_What you will do_. From the entries below, copy exactly the lines from the one that contains "f.write_str(&self.0)" through the one that contains "with its scoring.", both included, and only those.

▼▼▼

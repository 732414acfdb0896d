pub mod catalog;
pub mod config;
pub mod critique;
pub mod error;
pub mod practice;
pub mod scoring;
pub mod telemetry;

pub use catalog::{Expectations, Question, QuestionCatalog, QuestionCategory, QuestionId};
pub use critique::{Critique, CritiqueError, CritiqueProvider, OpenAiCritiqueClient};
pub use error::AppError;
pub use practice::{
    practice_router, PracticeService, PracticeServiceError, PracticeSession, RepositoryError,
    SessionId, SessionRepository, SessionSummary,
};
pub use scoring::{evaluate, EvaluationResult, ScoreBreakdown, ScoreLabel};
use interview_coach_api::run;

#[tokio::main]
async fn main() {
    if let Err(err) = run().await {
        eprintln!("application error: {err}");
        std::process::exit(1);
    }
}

▲▲▲
▼▼▼

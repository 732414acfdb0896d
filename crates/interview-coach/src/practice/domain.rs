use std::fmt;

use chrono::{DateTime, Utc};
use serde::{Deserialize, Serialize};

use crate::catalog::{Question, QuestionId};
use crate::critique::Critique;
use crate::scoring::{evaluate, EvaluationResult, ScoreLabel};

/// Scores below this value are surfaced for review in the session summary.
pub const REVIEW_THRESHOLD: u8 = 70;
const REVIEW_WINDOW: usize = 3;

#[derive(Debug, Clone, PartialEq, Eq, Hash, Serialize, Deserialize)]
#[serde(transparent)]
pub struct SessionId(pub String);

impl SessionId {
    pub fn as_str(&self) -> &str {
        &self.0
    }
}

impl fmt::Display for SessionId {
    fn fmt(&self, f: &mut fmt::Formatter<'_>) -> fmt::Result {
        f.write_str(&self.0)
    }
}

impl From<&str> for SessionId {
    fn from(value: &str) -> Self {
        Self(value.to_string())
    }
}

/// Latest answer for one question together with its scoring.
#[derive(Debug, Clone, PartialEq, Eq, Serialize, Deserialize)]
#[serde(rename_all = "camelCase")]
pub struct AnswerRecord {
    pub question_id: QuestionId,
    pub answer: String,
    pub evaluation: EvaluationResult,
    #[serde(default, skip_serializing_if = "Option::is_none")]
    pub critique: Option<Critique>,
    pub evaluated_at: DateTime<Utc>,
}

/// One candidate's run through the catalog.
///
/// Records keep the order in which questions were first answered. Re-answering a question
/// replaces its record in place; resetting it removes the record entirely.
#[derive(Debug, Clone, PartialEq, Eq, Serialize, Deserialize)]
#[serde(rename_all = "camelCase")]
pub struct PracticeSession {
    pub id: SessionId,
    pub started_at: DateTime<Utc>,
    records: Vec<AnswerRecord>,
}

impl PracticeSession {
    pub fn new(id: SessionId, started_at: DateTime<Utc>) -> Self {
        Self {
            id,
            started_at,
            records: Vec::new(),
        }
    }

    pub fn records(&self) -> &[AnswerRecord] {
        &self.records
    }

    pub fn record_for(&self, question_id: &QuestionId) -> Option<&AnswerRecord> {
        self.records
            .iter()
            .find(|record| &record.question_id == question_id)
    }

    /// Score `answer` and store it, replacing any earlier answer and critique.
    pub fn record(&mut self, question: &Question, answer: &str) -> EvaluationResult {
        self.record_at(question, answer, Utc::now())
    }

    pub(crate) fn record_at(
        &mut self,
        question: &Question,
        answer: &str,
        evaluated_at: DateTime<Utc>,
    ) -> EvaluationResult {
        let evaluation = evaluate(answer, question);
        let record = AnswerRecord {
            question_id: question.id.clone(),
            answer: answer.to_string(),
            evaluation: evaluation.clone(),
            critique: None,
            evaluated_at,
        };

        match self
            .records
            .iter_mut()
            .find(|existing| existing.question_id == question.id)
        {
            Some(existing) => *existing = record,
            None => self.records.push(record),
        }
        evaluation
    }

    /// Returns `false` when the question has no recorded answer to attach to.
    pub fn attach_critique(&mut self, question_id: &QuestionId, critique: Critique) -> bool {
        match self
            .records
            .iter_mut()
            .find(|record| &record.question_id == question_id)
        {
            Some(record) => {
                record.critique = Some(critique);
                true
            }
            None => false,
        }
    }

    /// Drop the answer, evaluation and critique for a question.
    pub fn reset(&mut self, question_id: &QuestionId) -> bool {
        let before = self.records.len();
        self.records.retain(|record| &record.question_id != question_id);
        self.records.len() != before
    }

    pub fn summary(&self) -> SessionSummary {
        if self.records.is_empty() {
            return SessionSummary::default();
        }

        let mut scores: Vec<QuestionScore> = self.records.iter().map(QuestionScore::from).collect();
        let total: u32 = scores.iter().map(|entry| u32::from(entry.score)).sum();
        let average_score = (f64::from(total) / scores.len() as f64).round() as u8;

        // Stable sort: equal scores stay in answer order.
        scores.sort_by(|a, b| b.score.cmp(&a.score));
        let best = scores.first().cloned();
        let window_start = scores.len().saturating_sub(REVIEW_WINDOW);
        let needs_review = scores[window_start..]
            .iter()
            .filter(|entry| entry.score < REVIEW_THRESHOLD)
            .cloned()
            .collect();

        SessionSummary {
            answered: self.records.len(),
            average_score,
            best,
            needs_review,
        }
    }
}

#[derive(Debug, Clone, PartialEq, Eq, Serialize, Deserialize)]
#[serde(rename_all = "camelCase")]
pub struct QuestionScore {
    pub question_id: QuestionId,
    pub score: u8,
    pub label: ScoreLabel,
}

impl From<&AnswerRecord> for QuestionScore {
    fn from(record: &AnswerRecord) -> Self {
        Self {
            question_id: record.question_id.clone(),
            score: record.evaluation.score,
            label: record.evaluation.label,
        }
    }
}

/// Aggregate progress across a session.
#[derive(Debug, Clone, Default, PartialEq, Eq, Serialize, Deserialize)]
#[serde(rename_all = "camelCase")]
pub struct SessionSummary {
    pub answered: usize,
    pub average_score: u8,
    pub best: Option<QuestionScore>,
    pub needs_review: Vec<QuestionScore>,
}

▲▲▲

_Task response_.
        f.write_str(&self.0)
    }
}

impl From<&str> for SessionId {
    fn from(value: &str) -> Self {
        Self(value.to_string())
    }
}

/// Latest answer for one question together with its scoring.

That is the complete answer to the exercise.